6 Best German Language Datasets of 2022

German is one of the most commonly spoken languages in the world. That being said, it’s not always easy to find german language datasets with a specific dialect or type of speech to train your models. 

That’s why we’ve done the hard bit for you. Here at Twine, we’ve searched high and low to find the best German Language datasets.

Are you ready?

Let’s dive into our list of the best German Language datasets in 2022.

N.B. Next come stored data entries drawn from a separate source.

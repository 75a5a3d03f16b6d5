//! GitHub REST client for repository search and README content

use super::normalize::{normalize_item, SearchResponse};
use super::readme::{self, ReadmeEnvelope, DECODE_ERROR_TEXT};
use super::{SearchOutcome, TimeWindow, Upstream, UpstreamError};
use crate::config::GitHubConfig;
use crate::Result;
use async_trait::async_trait;
use chrono::Utc;
use reqwest::{header, Client, Response, StatusCode};
use tracing::{debug, error, info, warn};

/// Results requested per search page
pub const PAGE_SIZE: usize = 100;

/// Search never goes past this page (GitHub serves at most 1000 results)
pub const MAX_PAGES: u32 = 10;

/// Body fragment GitHub uses for primary rate-limit rejections
const RATE_LIMIT_MESSAGE: &str = "API rate limit exceeded";

const ACCEPT_JSON: &str = "application/vnd.github+json";
const ACCEPT_RAW: &str = "application/vnd.github.raw";

/// GitHub API client used to refresh the cache
pub struct GitHubClient {
    client: Client,
    api_url: String,
    raw_base_url: String,
    auth_token: Option<String>,
}

impl GitHubClient {
    /// Create a client from configuration, reading the token from the configured env var
    ///
    /// Returns an error if the HTTP client cannot be created.
    pub fn new(config: &GitHubConfig) -> Result<Self> {
        let user_agent = header::HeaderValue::from_str(&config.user_agent).map_err(|e| {
            crate::StarCacheError::Config(format!("Invalid user agent {:?}: {}", config.user_agent, e))
        })?;

        let client = Client::builder()
            .timeout(config.timeout())
            .default_headers({
                let mut headers = header::HeaderMap::new();
                headers.insert(header::USER_AGENT, user_agent);
                headers
            })
            .build()?;

        Ok(Self {
            client,
            api_url: config.api_url.trim_end_matches('/').to_string(),
            raw_base_url: config.raw_base_url.trim_end_matches('/').to_string(),
            auth_token: config.token(),
        })
    }

    pub fn with_token(mut self, token: impl Into<String>) -> Self {
        self.auth_token = Some(token.into());
        self
    }

    pub fn is_authenticated(&self) -> bool {
        self.auth_token.is_some()
    }

    /// Search query: optional language filter plus creation-date bound
    pub fn build_query(language: &str, window: TimeWindow) -> String {
        let qualifier = window.search_qualifier(Utc::now());
        let language = language.trim();
        if language.is_empty() {
            qualifier
        } else {
            format!("language:{} {}", language, qualifier)
        }
    }

    fn get(&self, url: &str, accept: &'static str) -> reqwest::RequestBuilder {
        let mut request = self.client.get(url).header(header::ACCEPT, accept);
        if let Some(ref token) = self.auth_token {
            request = request.bearer_auth(token);
        }
        request
    }

    /// Fetch one page of raw search items
    async fn fetch_page(&self, query: &str, page: u32) -> std::result::Result<Vec<serde_json::Value>, UpstreamError> {
        let url = format!("{}/search/repositories", self.api_url);

        info!(page = page, query = %query, "Sending repository search request");

        let response = self
            .get(&url, ACCEPT_JSON)
            .query(&[
                ("q", query.to_string()),
                ("sort", "stars".to_string()),
                ("order", "desc".to_string()),
                ("per_page", PAGE_SIZE.to_string()),
                ("page", page.to_string()),
            ])
            .send()
            .await?;

        if !response.status().is_success() {
            return Err(error_for(response).await);
        }

        let body: SearchResponse = response.json().await?;
        debug!(page = page, total_count = body.total_count, returned = body.items.len(), "Search page received");
        Ok(body.items)
    }

    async fn try_fetch_readme(&self, owner: &str, repo: &str) -> std::result::Result<String, UpstreamError> {
        let url = format!("{}/repos/{}/{}/readme", self.api_url, owner, repo);

        info!(owner = %owner, repo = %repo, "Fetching README");

        let response = self.get(&url, ACCEPT_RAW).send().await?;
        let status = response.status();

        if status != StatusCode::OK {
            let err = error_for(response).await;
            if let UpstreamError::RateLimited(_) = err {
                return Err(err);
            }
            error!(owner = %owner, repo = %repo, status = status.as_u16(), "README request failed");
            return Ok(readme::no_readme(repo));
        }

        let content_type = response
            .headers()
            .get(header::CONTENT_TYPE)
            .and_then(|v| v.to_str().ok())
            .unwrap_or_default()
            .to_ascii_lowercase();
        let body = response.text().await?;

        if content_type.starts_with("text/plain") || content_type.contains("vnd.github.raw") {
            return Ok(self.rewrite_links(&body, owner, repo));
        }

        if body.trim().is_empty() {
            error!(owner = %owner, repo = %repo, "Empty README response body");
            return Ok(readme::empty_readme(repo));
        }

        match serde_json::from_str::<ReadmeEnvelope>(&body) {
            Ok(envelope) => {
                let Some(content) = envelope.content.filter(|c| !c.is_empty()) else {
                    error!(owner = %owner, repo = %repo, "No content field in README envelope");
                    return Ok(readme::missing_content(repo));
                };

                let is_base64 = envelope
                    .encoding
                    .as_deref()
                    .map_or(true, |enc| enc.eq_ignore_ascii_case("base64"));
                if !is_base64 {
                    return Ok(self.rewrite_links(&content, owner, repo));
                }

                match readme::decode_base64_content(&content) {
                    Ok(decoded) => Ok(self.rewrite_links(&decoded, owner, repo)),
                    Err(e) => {
                        error!(owner = %owner, repo = %repo, error = %e, "Error decoding README base64");
                        Ok(DECODE_ERROR_TEXT.to_string())
                    }
                }
            }
            Err(e) => {
                error!(owner = %owner, repo = %repo, error = %e, "Error parsing README response");
                if readme::looks_like_markdown(&body) {
                    debug!(owner = %owner, repo = %repo, "Response appears to be markdown, returning as-is");
                    Ok(self.rewrite_links(&body, owner, repo))
                } else {
                    Ok(readme::unparseable(repo, &e))
                }
            }
        }
    }

    fn rewrite_links(&self, content: &str, owner: &str, repo: &str) -> String {
        readme::rewrite_relative_links(content, &self.raw_base_url, owner, repo)
    }
}

#[async_trait]
impl Upstream for GitHubClient {
    async fn search(
        &self,
        language: &str,
        window: TimeWindow,
        count: usize,
    ) -> std::result::Result<SearchOutcome, UpstreamError> {
        let query = Self::build_query(language, window);

        let mut repos = Vec::new();
        let mut pages_requested = 0u32;
        let mut pages_failed = 0u32;
        let mut last_error = None;

        for page in 1..=MAX_PAGES {
            if repos.len() >= count {
                break;
            }
            pages_requested += 1;

            match self.fetch_page(&query, page).await {
                Ok(items) if items.is_empty() => {
                    debug!(page = page, "Empty page, end of results");
                    break;
                }
                Ok(items) => {
                    for item in items {
                        match normalize_item(item) {
                            Ok(project) => repos.push(project),
                            Err(e) => warn!(page = page, error = %e, "Skipping malformed search item"),
                        }
                        if repos.len() >= count {
                            break;
                        }
                    }
                }
                Err(UpstreamError::RateLimited(message)) => {
                    error!(
                        page = page,
                        language = %language,
                        time_window = %window,
                        message = %message,
                        "GitHub API rate limit exceeded, stopping further requests"
                    );
                    break;
                }
                Err(e) => {
                    error!(
                        page = page,
                        language = %language,
                        time_window = %window,
                        error = %e,
                        "Error fetching search page"
                    );
                    pages_failed += 1;
                    last_error = Some(e.to_string());
                }
            }
        }

        if repos.is_empty() && pages_failed > 0 && pages_failed == pages_requested {
            return Err(UpstreamError::Unavailable {
                pages: pages_failed,
                last: last_error.unwrap_or_default(),
            });
        }

        repos.truncate(count);
        let outcome = SearchOutcome::new(repos);
        info!(language = %language, time_window = %window, count = outcome.repos.len(), "{}", outcome.message);
        Ok(outcome)
    }

    async fn fetch_readme(&self, owner: &str, repo: &str) -> String {
        match self.try_fetch_readme(owner, repo).await {
            Ok(text) => text,
            Err(UpstreamError::RateLimited(message)) => {
                error!(owner = %owner, repo = %repo, message = %message, "GitHub API rate limit exceeded when fetching README");
                readme::rate_limited(repo)
            }
            Err(e) => {
                error!(owner = %owner, repo = %repo, error = %e, "Exception while fetching README");
                readme::load_error(repo, &e)
            }
        }
    }
}

/// Classify a non-success response, detecting the rate-limit condition
async fn error_for(response: Response) -> UpstreamError {
    let status = response.status();
    let body = response.text().await.unwrap_or_default();

    if status == StatusCode::FORBIDDEN || status == StatusCode::TOO_MANY_REQUESTS {
        if let Some(message) = rate_limit_message(&body) {
            return UpstreamError::RateLimited(message);
        }
    }

    UpstreamError::Status {
        status: status.as_u16(),
        body,
    }
}

fn rate_limit_message(body: &str) -> Option<String> {
    let value: serde_json::Value = serde_json::from_str(body).ok()?;
    let message = value.get("message")?.as_str()?;
    message
        .contains(RATE_LIMIT_MESSAGE)
        .then(|| message.to_string())
}
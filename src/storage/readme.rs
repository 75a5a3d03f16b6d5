//! README cache rows, at most one per project

use super::Database;
use crate::models::ReadmeCache;
use crate::Result;
use chrono::Utc;
use rusqlite::{params, OptionalExtension};

#[derive(Clone)]
pub struct ReadmeStore {
    db: Database,
}

impl ReadmeStore {
    pub fn new(db: Database) -> Self {
        Self { db }
    }

    pub fn get(&self, project_id: &str) -> Result<Option<ReadmeCache>> {
        self.db.with_conn(|conn| {
            Ok(conn
                .query_row(
                    "SELECT id, project_id, readme, cache_date FROM readme_cache WHERE project_id = ?1",
                    params![project_id],
                    |row| {
                        Ok(ReadmeCache {
                            id: row.get(0)?,
                            project_id: row.get(1)?,
                            readme: row.get(2)?,
                            cache_date: row.get(3)?,
                        })
                    },
                )
                .optional()?)
        })
    }

    /// Store `readme` for the project, replacing any existing row in place
    pub fn upsert(&self, project_id: &str, readme: &str) -> Result<ReadmeCache> {
        self.db.with_conn(|conn| {
            conn.execute(
                r#"
                INSERT INTO readme_cache (project_id, readme, cache_date)
                VALUES (?1, ?2, ?3)
                ON CONFLICT(project_id) DO UPDATE SET
                    readme = excluded.readme,
                    cache_date = excluded.cache_date
                "#,
                params![project_id, readme, Utc::now()],
            )?;
            Ok(())
        })?;

        tracing::debug!(project_id = %project_id, bytes = readme.len(), "README cached");

        self.get(project_id)?.ok_or_else(|| {
            crate::StarCacheError::Storage(format!("README for {} vanished after upsert", project_id))
        })
    }
}
//! Logging configuration using tracing
//!
//! Structured logging to stderr with support for the RUST_LOG environment variable.

use tracing_subscriber::{fmt, layer::SubscriberExt, util::SubscriberInitExt, EnvFilter};

/// Default filter when RUST_LOG is unset
const DEFAULT_FILTER: &str = "starcache=info,tower_http=warn";

/// Initialize the tracing subscriber
///
/// Sets up structured logging with:
/// - Filtering via RUST_LOG (defaults to info for this crate)
/// - Formatted output to stderr with target and line numbers
///
/// # Example RUST_LOG values
/// - `RUST_LOG=debug` - Show debug and above
/// - `RUST_LOG=starcache::upstream=trace` - Trace the upstream client only
///
/// # Errors
/// Returns an error if the subscriber has already been initialized
pub fn init() -> crate::Result<()> {
    let env_filter =
        EnvFilter::try_from_default_env().unwrap_or_else(|_| EnvFilter::new(DEFAULT_FILTER));

    tracing_subscriber::registry()
        .with(env_filter)
        .with(
            fmt::layer()
                .with_writer(std::io::stderr)
                .with_target(true)
                .with_line_number(true),
        )
        .try_init()
        .map_err(|e| crate::StarCacheError::Other(format!("Failed to initialize tracing: {}", e)))?;

    Ok(())
}

/// Initialize logging for tests (no-op if already initialized)
pub fn init_test() {
    let _ = init();
}
//! Trending time windows and their creation-date lower bounds

use chrono::{DateTime, NaiveDate, TimeDelta, Utc};
use serde::{Deserialize, Serialize};
use std::fmt;

/// Recency filter for trending queries
#[derive(Debug, Clone, Copy, PartialEq, Eq, Hash, Default, Serialize, Deserialize)]
#[serde(rename_all = "lowercase")]
pub enum TimeWindow {
    Daily,
    Weekly,
    #[default]
    Monthly,
}

impl TimeWindow {
    /// Parse a query parameter; anything unrecognised means monthly
    pub fn parse(value: &str) -> Self {
        match value.trim().to_ascii_lowercase().as_str() {
            "daily" => TimeWindow::Daily,
            "weekly" => TimeWindow::Weekly,
            _ => TimeWindow::Monthly,
        }
    }

    pub fn as_str(&self) -> &'static str {
        match self {
            TimeWindow::Daily => "daily",
            TimeWindow::Weekly => "weekly",
            TimeWindow::Monthly => "monthly",
        }
    }

    pub fn lookback(&self) -> TimeDelta {
        match self {
            TimeWindow::Daily => TimeDelta::days(1),
            TimeWindow::Weekly => TimeDelta::days(7),
            TimeWindow::Monthly => TimeDelta::days(30),
        }
    }

    /// Calendar date repositories must be created after
    pub fn created_after_date(&self, now: DateTime<Utc>) -> NaiveDate {
        (now - self.lookback()).date_naive()
    }

    /// Midnight UTC of [`Self::created_after_date`], used to filter cached rows
    pub fn created_after(&self, now: DateTime<Utc>) -> DateTime<Utc> {
        self.created_after_date(now)
            .and_hms_opt(0, 0, 0)
            .map(|midnight| midnight.and_utc())
            .unwrap_or(now)
    }

    /// Search qualifier such as `created:>2026-09-15`
    pub fn search_qualifier(&self, now: DateTime<Utc>) -> String {
        format!("created:>{}", self.created_after_date(now).format("%Y-%m-%d"))
    }
}

impl From<&str> for TimeWindow {
    fn from(value: &str) -> Self {
        TimeWindow::parse(value)
    }
}

impl fmt::Display for TimeWindow {
    fn fmt(&self, f: &mut fmt::Formatter<'_>) -> fmt::Result {
        f.write_str(self.as_str())
    }
}
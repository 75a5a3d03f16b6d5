//! Cache orchestrators
//!
//! Services are constructed once at start-up and shared by the HTTP server
//! and the CLI. They decide between cached rows and upstream calls.

mod readme;
mod trending;

#[cfg(test)]
pub(crate) mod testing;

pub use readme::ReadmeService;
pub use trending::{stale_project_ids, TrendingService, SCAN_LIMIT};
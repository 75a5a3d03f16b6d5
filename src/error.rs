//! Error types for StarCache
//!
//! Defines the error enum covering storage, upstream and configuration failures.
//! Uses thiserror for ergonomic error handling.

use thiserror::Error;

/// Result type alias for StarCache operations
pub type Result<T> = std::result::Result<T, StarCacheError>;

/// Error type for StarCache operations
#[derive(Error, Debug)]
pub enum StarCacheError {
    /// Configuration errors
    #[error("Configuration error: {0}")]
    Config(String),

    /// Storage errors that are not raw SQLite failures
    #[error("Storage error: {0}")]
    Storage(String),

    /// Entity not found
    #[error("Not found: {0}")]
    NotFound(String),

    /// Entity already exists
    #[error("Already exists: {0}")]
    AlreadyExists(String),

    /// Upstream API failures surfaced to the caller
    #[error("Upstream error: {0}")]
    Upstream(#[from] crate::upstream::UpstreamError),

    /// I/O errors
    #[error("I/O error: {0}")]
    Io(#[from] std::io::Error),

    /// JSON serialization/deserialization errors
    #[error("JSON error: {0}")]
    Json(#[from] serde_json::Error),

    /// YAML parsing errors
    #[error("YAML error: {0}")]
    Yaml(#[from] serde_yaml::Error),

    /// SQLite database errors
    #[error("Database error: {0}")]
    Database(#[from] rusqlite::Error),

    /// HTTP client errors
    #[error("HTTP error: {0}")]
    Http(#[from] reqwest::Error),

    /// Other errors
    #[error("{0}")]
    Other(String),
}

impl StarCacheError {
    /// Whether this error means the requested entity does not exist
    pub fn is_not_found(&self) -> bool {
        matches!(self, StarCacheError::NotFound(_))
    }
}
//! Cache freshness policy
//!
//! Decides whether a cached row is still fresh given the timestamp of its
//! last refresh and the validity window for its kind of data.

mod policy;

pub use policy::{is_valid, is_valid_at, PROJECT_CACHE_DURATION, README_CACHE_DURATION};
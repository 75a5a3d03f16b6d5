//! StarCache configuration file handling
//!
//! Loads the ~/.config/starcache/config.yaml file. A missing file is not an
//! error: every section has defaults suitable for local development.

use crate::Result;
use serde::{Deserialize, Serialize};
use std::fs;
use std::path::{Path, PathBuf};
use std::time::Duration;

/// HTTP server settings
#[derive(Debug, Clone, Serialize, Deserialize)]
pub struct ServerConfig {
    /// Interface to bind
    #[serde(default = "default_host")]
    pub host: String,

    /// Port to listen on
    #[serde(default = "default_port")]
    pub port: u16,

    /// Origins allowed by CORS
    #[serde(default = "default_cors_origins")]
    pub cors_origins: Vec<String>,
}

fn default_host() -> String {
    "0.0.0.0".to_string()
}

fn default_port() -> u16 {
    8000
}

fn default_cors_origins() -> Vec<String> {
    vec![
        "http://localhost:3000".to_string(),
        "http://localhost:5000".to_string(),
    ]
}

impl ServerConfig {
    /// Socket address string, e.g. `0.0.0.0:8000`
    pub fn bind_addr(&self) -> String {
        format!("{}:{}", self.host, self.port)
    }
}

impl Default for ServerConfig {
    fn default() -> Self {
        Self {
            host: default_host(),
            port: default_port(),
            cors_origins: default_cors_origins(),
        }
    }
}

/// SQLite database settings
#[derive(Debug, Clone, Serialize, Deserialize)]
pub struct DatabaseConfig {
    /// Path to SQLite database file
    #[serde(default = "default_database_path")]
    pub path: PathBuf,

    /// Enable WAL mode for better concurrency
    #[serde(default = "default_wal_mode")]
    pub wal_mode: bool,
}

fn default_database_path() -> PathBuf {
    let mut path = config_dir();
    path.push("starcache.db");
    path
}

fn default_wal_mode() -> bool {
    true
}

impl Default for DatabaseConfig {
    fn default() -> Self {
        Self {
            path: default_database_path(),
            wal_mode: default_wal_mode(),
        }
    }
}

/// GitHub API settings
#[derive(Debug, Clone, Serialize, Deserialize)]
pub struct GitHubConfig {
    /// REST API base URL
    #[serde(default = "default_api_url")]
    pub api_url: String,

    /// Base URL used when rewriting relative README links
    #[serde(default = "default_raw_base_url")]
    pub raw_base_url: String,

    /// Environment variable holding the API token
    #[serde(default = "default_token_env")]
    pub token_env: String,

    /// Per-request timeout in seconds
    #[serde(default = "default_timeout_secs")]
    pub timeout_secs: u64,

    /// User-Agent header sent upstream
    #[serde(default = "default_user_agent")]
    pub user_agent: String,
}

fn default_api_url() -> String {
    "https://api.github.com".to_string()
}

fn default_raw_base_url() -> String {
    "https://github.com".to_string()
}

fn default_token_env() -> String {
    "GITHUB_TOKEN".to_string()
}

fn default_timeout_secs() -> u64 {
    30
}

fn default_user_agent() -> String {
    format!("starcache/{}", env!("CARGO_PKG_VERSION"))
}

impl GitHubConfig {
    /// Resolve the API token from the configured environment variable
    pub fn token(&self) -> Option<String> {
        std::env::var(&self.token_env)
            .ok()
            .filter(|token| !token.trim().is_empty())
    }

    pub fn timeout(&self) -> Duration {
        Duration::from_secs(self.timeout_secs)
    }
}

impl Default for GitHubConfig {
    fn default() -> Self {
        Self {
            api_url: default_api_url(),
            raw_base_url: default_raw_base_url(),
            token_env: default_token_env(),
            timeout_secs: default_timeout_secs(),
            user_agent: default_user_agent(),
        }
    }
}

/// StarCache configuration
///
/// Represents the complete ~/.config/starcache/config.yaml file.
#[derive(Debug, Clone, Default, Serialize, Deserialize)]
pub struct AppConfig {
    #[serde(default)]
    pub server: ServerConfig,

    #[serde(default)]
    pub database: DatabaseConfig,

    #[serde(default)]
    pub github: GitHubConfig,
}

impl AppConfig {
    /// Load configuration from the default path, or defaults if it does not exist
    pub fn load_or_default() -> Result<Self> {
        let path = Self::default_path();
        if path.exists() {
            Self::load(&path)
        } else {
            tracing::debug!(path = %path.display(), "No config file, using defaults");
            Ok(Self::default())
        }
    }

    /// Load configuration from a specific path
    pub fn load(path: impl AsRef<Path>) -> Result<Self> {
        let path = path.as_ref();

        if !path.exists() {
            return Err(crate::StarCacheError::Config(format!(
                "Config file not found: {}",
                path.display()
            )));
        }

        tracing::info!(path = %path.display(), "Loading StarCache configuration");

        let content = fs::read_to_string(path)?;
        let config: Self = serde_yaml::from_str(&content)?;

        tracing::debug!(
            port = config.server.port,
            database = %config.database.path.display(),
            api_url = %config.github.api_url,
            "Configuration loaded successfully"
        );

        Ok(config)
    }

    /// Save configuration to a specific path
    pub fn save(&self, path: impl AsRef<Path>) -> Result<()> {
        let path = path.as_ref();

        if let Some(parent) = path.parent() {
            fs::create_dir_all(parent)?;
        }

        tracing::info!(path = %path.display(), "Saving StarCache configuration");

        let yaml = serde_yaml::to_string(self)?;
        fs::write(path, yaml)?;

        Ok(())
    }

    /// Get the default config path (~/.config/starcache/config.yaml)
    pub fn default_path() -> PathBuf {
        let mut path = config_dir();
        path.push("config.yaml");
        path
    }
}

// Always use ~/.config for consistency across platforms (macOS, Linux)
fn config_dir() -> PathBuf {
    let mut path = dirs::home_dir().unwrap_or_else(|| PathBuf::from("."));
    path.push(".config");
    path.push("starcache");
    path
}
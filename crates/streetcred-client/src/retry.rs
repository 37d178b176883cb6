//! Transport retries for hosted API calls.
//!
//! An HTTP response, successful or not, is always returned as is. Which
//! transport failures are re-sent depends on whether the call is safe to
//! repeat: a write that timed out may already be committed server-side, so
//! writes are only re-sent when the connection was never established.

use std::future::Future;
use std::time::Duration;

/// Maximum number of retry attempts after the initial request.
const MAX_RETRIES: u32 = 3;

/// Base delay between retries: 200ms, 400ms, 800ms.
const BASE_DELAY_MS: u64 = 200;

/// Which transport failures a call may re-send.
#[derive(Debug, Clone, Copy, PartialEq, Eq)]
pub(crate) enum Retry {
    /// Reads and side-effect-free calls. Any transport failure.
    Idempotent,
    /// Inserts, updates, RPCs and uploads. Connection failures only.
    ConnectOnly,
}

impl Retry {
    fn permits(self, err: &reqwest::Error) -> bool {
        match self {
            Self::Idempotent => true,
            Self::ConnectOnly => err.is_connect(),
        }
    }
}

fn backoff(attempt: u32) -> Duration {
    Duration::from_millis(BASE_DELAY_MS * 2u64.pow(attempt))
}

/// Send a request, re-sending permitted transport failures up to
/// [`MAX_RETRIES`] times.
pub(crate) async fn send<F, Fut>(policy: Retry, f: F) -> Result<reqwest::Response, reqwest::Error>
where
    F: Fn() -> Fut,
    Fut: Future<Output = Result<reqwest::Response, reqwest::Error>>,
{
    let mut attempt = 0;
    loop {
        match f().await {
            Ok(resp) => return Ok(resp),
            Err(e) if attempt < MAX_RETRIES && policy.permits(&e) => {
                let delay = backoff(attempt);
                tracing::warn!(
                    attempt = attempt + 1,
                    max_retries = MAX_RETRIES,
                    ?policy,
                    "request failed, retrying in {delay:?}: {e}"
                );
                tokio::time::sleep(delay).await;
                attempt += 1;
            }
            Err(e) => return Err(e),
        }
    }
}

Here are our top picks for German Language datasets:

1. Multi30k Dataset

Created by Elliott et al. in 2016, the Multi30k Dataset of images paired with sentences in English and German. This dataset extends the Flickr30K dataset., in German, and English language. Containing 31,014 in n/a file format.

Access the dataset

2. WebNLG (Enriched) Dataset

Created by Gardent et al. in 2017, the WebNLG (Enriched) Dataset consists of 25,298 (data, text) pairs and 9,674 distinct data units. The data units are sets of RDF triples extracted from DBPedia and the texts are sequences of one or more sentences verbalizing these data units., in German, and English language. Containing 25,298 in XML file format.

Access the dataset

3. Ten Thousand German News Articles Dataset (10kGNAD) Dataset

Created by Timo Block in 2019, the Ten Thousand German News Articles Dataset (10kGNAD) Dataset consists of 10273 german language news articles from an Austrian online newspaper categorized into nine topics., in German language. Containing 10,273 in CSV file format.

Access the dataset

4. CC100-German Dataset

Created by Conneau & Wenzek et al. in 2020, the CC100-German This dataset is one of the 100 corpora of monolingual data that was processed from the January-December 2018 Commoncrawl snapshots from the CC-Net repository. The size of this corpus is 18G., in the German language. Containing n/a in Text file format.

Access the dataset

5. GermEval 2014 NER Shared Task Dataset

Created by Benikova et al. in 2014, the GermEval 2014 NER Shared Task The data was sampled from German Wikipedia and News Corpora as a collection of citations. The dataset covers over 31,000 sentences corresponding to over 590,000 tokens., in the German language. Containing 31,000+ in TSV file format.

Access the dataset

6. Event-focused Emotion Corpora for German and English Dataset

Created by Troiano et al. in 2019, the Event-focused Emotion Corpora for German and English German and English emotion corpora for emotion classification, annotated with crowdsourcing in the style of the ISEAR resources., in German, English language. Contains 2,002 in TSV file format.

Access the dataset


Wrapping up

To conclude, here are top picks for the best German Language datasets for your projects:

  1. Multi30k Dataset
  2. WebNLG (Enriched) Dataset
  3. Ten Thousand German News Articles Dataset (10kGNAD) Dataset
  4. CC100-German Dataset
  5. GermEval 2014 NER Shared Task Dataset
  6. Event-focused Emotion Corpora for German and English Dataset

We hope that this list has either helped you find a dataset for your project or, realize the myriad of options available to you. 

If there are any datasets you would like us to add to the list then please let us know here.

If you would like to find out more about how we could help build a custom dataset for your project then please don’t hesitate to contact us!

Let us help you do the math – check our AI dataset project calculator.

Ready to learn more? Check out our Dataset Archives:

Twine AI

Harness Twine’s established global community of over 400,000 freelancers from 190+ countries to scale your dataset collection quickly. We have systems to record, annotate and verify custom video datasets at an order of magnitude lower cost than existing methods.